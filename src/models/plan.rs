//! The plan: one optimization session's complete route set.

use std::collections::HashMap;

use crate::distance::TravelMatrix;
use crate::geocode::GeocodeFailure;

use super::route::Route;
use super::vehicle::VehicleProfile;

/// The complete set of per-vehicle routes for one optimization session,
/// plus the stops that could not be geocoded or routed.
///
/// A plan is a plain value owned by the caller. Edits mutate it in place
/// through the [`mutation`](crate::mutation) module while the pristine
/// optimized snapshot is retained, so the caller can always
/// [`reset_to_optimized`](Plan::reset_to_optimized). The travel matrix and
/// the address→index map built during optimization travel with the plan so
/// edited routes can be re-scored without re-optimizing.
#[derive(Debug, Clone)]
pub struct Plan {
    routes: Vec<Route>,
    optimized: Vec<Route>,
    vehicles: Vec<VehicleProfile>,
    matrix: TravelMatrix,
    stop_indices: HashMap<String, usize>,
    unresolved: Vec<GeocodeFailure>,
    unroutable: Vec<String>,
}

impl Plan {
    /// Assembles a plan from an optimization run. The given routes become
    /// both the live state and the pristine snapshot.
    pub(crate) fn new(
        routes: Vec<Route>,
        vehicles: Vec<VehicleProfile>,
        matrix: TravelMatrix,
        stop_indices: HashMap<String, usize>,
        unresolved: Vec<GeocodeFailure>,
        unroutable: Vec<String>,
    ) -> Self {
        Self {
            optimized: routes.clone(),
            routes,
            vehicles,
            matrix,
            stop_indices,
            unresolved,
            unroutable,
        }
    }

    /// Current routes, one per vehicle (possibly empty).
    pub fn routes(&self) -> &[Route] {
        &self.routes
    }

    /// Mutable route access (plan mutation only).
    pub(crate) fn routes_mut(&mut self) -> &mut [Route] {
        &mut self.routes
    }

    /// The fleet this plan was optimized for.
    pub fn vehicles(&self) -> &[VehicleProfile] {
        &self.vehicles
    }

    /// Looks up a vehicle profile by ID.
    pub fn vehicle(&self, vehicle_id: usize) -> Option<&VehicleProfile> {
        self.vehicles.iter().find(|v| v.id() == vehicle_id)
    }

    /// Position of a vehicle's route in [`routes`](Plan::routes).
    pub(crate) fn route_index(&self, vehicle_id: usize) -> Option<usize> {
        self.routes.iter().position(|r| r.vehicle_id() == vehicle_id)
    }

    /// The travel matrix built for this session.
    pub fn matrix(&self) -> &TravelMatrix {
        &self.matrix
    }

    /// Matrix index of a stop address (0 is the depot).
    pub fn matrix_index(&self, address: &str) -> Option<usize> {
        self.stop_indices.get(address).copied()
    }

    /// Addresses that failed geocoding, with their errors.
    pub fn unresolved(&self) -> &[GeocodeFailure] {
        &self.unresolved
    }

    /// Addresses excluded because the depot cannot reach them.
    pub fn unroutable(&self) -> &[String] {
        &self.unroutable
    }

    /// All addresses left out of the routes: geocoding failures first,
    /// then unroutable stops.
    pub fn unassigned_addresses(&self) -> Vec<String> {
        self.unresolved
            .iter()
            .map(|f| f.address.clone())
            .chain(self.unroutable.iter().cloned())
            .collect()
    }

    /// Every rider currently assigned to a route, in route order.
    pub fn rider_names(&self) -> Vec<&str> {
        self.routes
            .iter()
            .flat_map(|route| route.stops())
            .flat_map(|stop| stop.riders())
            .map(String::as_str)
            .collect()
    }

    /// Discards all edits and restores the optimized routes.
    pub fn reset_to_optimized(&mut self) {
        self.routes = self.optimized.clone();
    }
}

#[cfg(test)]
mod tests {
    use super::*;
    use crate::maps::{GeocodeError, Leg};
    use crate::models::Stop;

    fn two_point_matrix() -> TravelMatrix {
        let leg = Some(Leg {
            distance_m: 1000.0,
            duration_s: 100.0,
        });
        TravelMatrix::from_entries(2, vec![leg, leg, leg, leg]).expect("valid")
    }

    fn sample_plan() -> Plan {
        let mut route = Route::new(0);
        route.push_stop(Stop::new("12 Elm St", vec!["Ada".into()], false));
        Plan::new(
            vec![route, Route::new(1)],
            vec![VehicleProfile::standard(0, 10), VehicleProfile::standard(1, 10)],
            two_point_matrix(),
            HashMap::from([("12 Elm St".to_string(), 1)]),
            vec![GeocodeFailure {
                index: 1,
                address: "nowhere".into(),
                error: GeocodeError::NotFound {
                    address: "nowhere".into(),
                },
            }],
            vec!["island".into()],
        )
    }

    #[test]
    fn test_lookups() {
        let plan = sample_plan();
        assert_eq!(plan.routes().len(), 2);
        assert_eq!(plan.vehicle(1).expect("exists").id(), 1);
        assert!(plan.vehicle(9).is_none());
        assert_eq!(plan.matrix_index("12 Elm St"), Some(1));
        assert_eq!(plan.matrix_index("unknown"), None);
        assert_eq!(plan.route_index(1), Some(1));
    }

    #[test]
    fn test_unassigned_addresses_merges_both_lists() {
        let plan = sample_plan();
        assert_eq!(plan.unassigned_addresses(), ["nowhere", "island"]);
    }

    #[test]
    fn test_rider_names() {
        let plan = sample_plan();
        assert_eq!(plan.rider_names(), ["Ada"]);
    }

    #[test]
    fn test_reset_to_optimized() {
        let mut plan = sample_plan();
        plan.routes_mut()[0].stops_mut().clear();
        assert!(plan.routes()[0].is_empty());
        plan.reset_to_optimized();
        assert_eq!(plan.routes()[0].len(), 1);
        assert_eq!(plan.rider_names(), ["Ada"]);
    }
}
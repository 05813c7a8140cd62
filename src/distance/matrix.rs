//! Dense travel matrix.

use crate::maps::Leg;

/// A dense n×n travel matrix stored in row-major order.
///
/// Each entry is the directed leg from one point to another, or `None`
/// when the pair is unreachable. Index 0 is the depot by convention;
/// indices `1..n` are stops. Built once per optimization call and never
/// mutated afterwards.
///
/// # Examples
///
/// ```
/// use paratransit_routing::distance::TravelMatrix;
/// use paratransit_routing::maps::Leg;
///
/// let leg = |d: f64| Some(Leg { distance_m: d, duration_s: d / 10.0 });
/// let tm = TravelMatrix::from_entries(2, vec![leg(0.0), leg(500.0), leg(600.0), leg(0.0)])
///     .expect("valid");
/// assert_eq!(tm.size(), 2);
/// assert_eq!(tm.duration(0, 1), Some(50.0));
/// assert!(tm.is_reachable(1, 0));
/// ```
#[derive(Debug, Clone)]
pub struct TravelMatrix {
    entries: Vec<Option<Leg>>,
    size: usize,
}

impl TravelMatrix {
    /// Creates a matrix of the given size with every pair unreachable.
    pub(crate) fn new(size: usize) -> Self {
        Self {
            entries: vec![None; size * size],
            size,
        }
    }

    /// Creates a matrix from an explicit n×n entry grid.
    ///
    /// Returns `None` if the entry count doesn't match `size * size`.
    pub fn from_entries(size: usize, entries: Vec<Option<Leg>>) -> Option<Self> {
        if entries.len() != size * size {
            return None;
        }
        Some(Self { entries, size })
    }

    /// Returns the leg from point `from` to point `to`.
    ///
    /// # Panics
    ///
    /// Panics if either index is out of bounds.
    pub fn get(&self, from: usize, to: usize) -> Option<Leg> {
        self.entries[from * self.size + to]
    }

    /// Sets the leg from point `from` to point `to`.
    pub(crate) fn set(&mut self, from: usize, to: usize, leg: Option<Leg>) {
        self.entries[from * self.size + to] = leg;
    }

    /// Travel duration in seconds, or `None` if the pair is unreachable.
    pub fn duration(&self, from: usize, to: usize) -> Option<f64> {
        self.get(from, to).map(|leg| leg.duration_s)
    }

    /// Travel distance in meters, or `None` if the pair is unreachable.
    pub fn distance(&self, from: usize, to: usize) -> Option<f64> {
        self.get(from, to).map(|leg| leg.distance_m)
    }

    /// Returns `true` if the pair has a defined leg.
    pub fn is_reachable(&self, from: usize, to: usize) -> bool {
        self.get(from, to).is_some()
    }

    /// Number of points in this matrix.
    pub fn size(&self) -> usize {
        self.size
    }
}
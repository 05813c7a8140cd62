//! Atomic edit application.
//!
//! Every edit works on cloned routes, validates the result, and only then
//! commits back into the plan — a rejected edit leaves the plan exactly as
//! it was. Structural edits re-derive the affected routes' metrics by
//! replaying the plan's own cost model; the solver is never re-run.

use thiserror::Error;

use crate::evaluation::RouteEvaluator;
use crate::models::{Plan, Route, RouteMetrics, Stop, VehicleProfile};

use super::edit::{InsertPosition, PlanEdit, StopRef};

/// A rule an edit would have broken. The edit is rejected and the plan
/// unchanged.
#[derive(Debug, Clone, PartialEq, Error)]
pub enum ConstraintViolation {
    /// An accessibility rider was headed for a vehicle with no
    /// accessibility seats.
    #[error("vehicle {vehicle_id} has no accessibility seats; cannot carry rider `{rider}`")]
    AccessibilityNotPermitted {
        /// The target vehicle.
        vehicle_id: usize,
        /// The rider being moved.
        rider: String,
    },
    /// The move would exceed the vehicle's accessibility seats.
    #[error("vehicle {vehicle_id} seats at most {limit} accessibility riders")]
    AccessibilitySeatsExceeded {
        /// The target vehicle.
        vehicle_id: usize,
        /// Its accessibility-seat limit.
        limit: u32,
    },
    /// The move would exceed the vehicle's standard (overflow) seats.
    #[error("vehicle {vehicle_id} seats at most {limit} standard riders")]
    StandardSeatsExceeded {
        /// The target vehicle.
        vehicle_id: usize,
        /// Its standard-seat limit.
        limit: u32,
    },
    /// The move would exceed the vehicle's total capacity.
    #[error("vehicle {vehicle_id} seats at most {capacity} riders in total")]
    TotalCapacityExceeded {
        /// The target vehicle.
        vehicle_id: usize,
        /// Its total-seat cap.
        capacity: u32,
    },
    /// The referenced vehicle is not part of this plan.
    #[error("no vehicle {vehicle_id} in this plan")]
    UnknownVehicle {
        /// The missing vehicle ID.
        vehicle_id: usize,
    },
    /// The referenced route has no stop at the address.
    #[error("vehicle {vehicle_id} has no stop at `{address}`")]
    UnknownStop {
        /// The vehicle searched.
        vehicle_id: usize,
        /// The missing address.
        address: String,
    },
    /// The stop exists but the rider is not on it.
    #[error("rider `{rider}` is not at `{address}` on vehicle {vehicle_id}")]
    UnknownRider {
        /// The missing rider.
        rider: String,
        /// The vehicle searched.
        vehicle_id: usize,
        /// The address searched.
        address: String,
    },
    /// The target address was never geocoded in this plan's session, so
    /// its legs cannot be priced.
    #[error("address `{address}` is not part of this plan's cost model")]
    UnknownAddress {
        /// The unpriceable address.
        address: String,
    },
    /// A new stop's insertion index exceeds the route length.
    #[error("insertion position {position} is out of range for a route with {len} stops")]
    PositionOutOfRange {
        /// The requested position.
        position: usize,
        /// The route's current stop count.
        len: usize,
    },
    /// A stop reorder did not list exactly the route's current addresses.
    #[error("stop order is not a permutation of vehicle {vehicle_id}'s stops")]
    InvalidStopOrder {
        /// The vehicle whose reorder failed.
        vehicle_id: usize,
    },
    /// A rider reorder did not list exactly the stop's current riders.
    #[error("rider order is not a permutation of the riders at `{address}` on vehicle {vehicle_id}")]
    InvalidRiderOrder {
        /// The vehicle searched.
        vehicle_id: usize,
        /// The stop whose reorder failed.
        address: String,
    },
}

/// Applies one atomic edit to the plan.
///
/// On success the plan reflects the edit and every structurally changed
/// route carries freshly replayed metrics. On failure the plan is
/// untouched and the violation names the rule that broke.
pub fn apply(plan: &mut Plan, edit: &PlanEdit) -> Result<(), ConstraintViolation> {
    match edit {
        PlanEdit::MoveRider {
            rider,
            from,
            to,
            position,
        } => move_rider(plan, rider, from, to, *position),
        PlanEdit::ReorderStops { vehicle_id, order } => reorder_stops(plan, *vehicle_id, order),
        PlanEdit::ReorderRiders {
            vehicle_id,
            address,
            order,
        } => reorder_riders(plan, *vehicle_id, address, order),
    }
}

fn move_rider(
    plan: &mut Plan,
    rider: &str,
    from: &StopRef,
    to: &StopRef,
    position: InsertPosition,
) -> Result<(), ConstraintViolation> {
    let from_idx = plan
        .route_index(from.vehicle_id)
        .ok_or(ConstraintViolation::UnknownVehicle {
            vehicle_id: from.vehicle_id,
        })?;
    let to_idx = plan
        .route_index(to.vehicle_id)
        .ok_or(ConstraintViolation::UnknownVehicle {
            vehicle_id: to.vehicle_id,
        })?;
    let target_vehicle = plan
        .vehicle(to.vehicle_id)
        .cloned()
        .ok_or(ConstraintViolation::UnknownVehicle {
            vehicle_id: to.vehicle_id,
        })?;
    if plan.matrix_index(&to.address).is_none() {
        return Err(ConstraintViolation::UnknownAddress {
            address: to.address.clone(),
        });
    }

    let mut source = plan.routes()[from_idx].clone();
    let accessibility = remove_rider(&mut source, rider, from)?;

    if from_idx == to_idx {
        insert_rider(&mut source, rider, &to.address, accessibility, position)?;
        validate_route(&source, &target_vehicle, rider, accessibility)?;
        commit(plan, from_idx, source);
    } else {
        let mut target = plan.routes()[to_idx].clone();
        insert_rider(&mut target, rider, &to.address, accessibility, position)?;
        validate_route(&target, &target_vehicle, rider, accessibility)?;
        commit(plan, from_idx, source);
        commit(plan, to_idx, target);
    }
    Ok(())
}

TASK DESCRIPTION: Some lines of the records above may hold the word "UnknownAddress". Report how many, and nothing else.

RESPONSE TO THIS EXERCISE: 2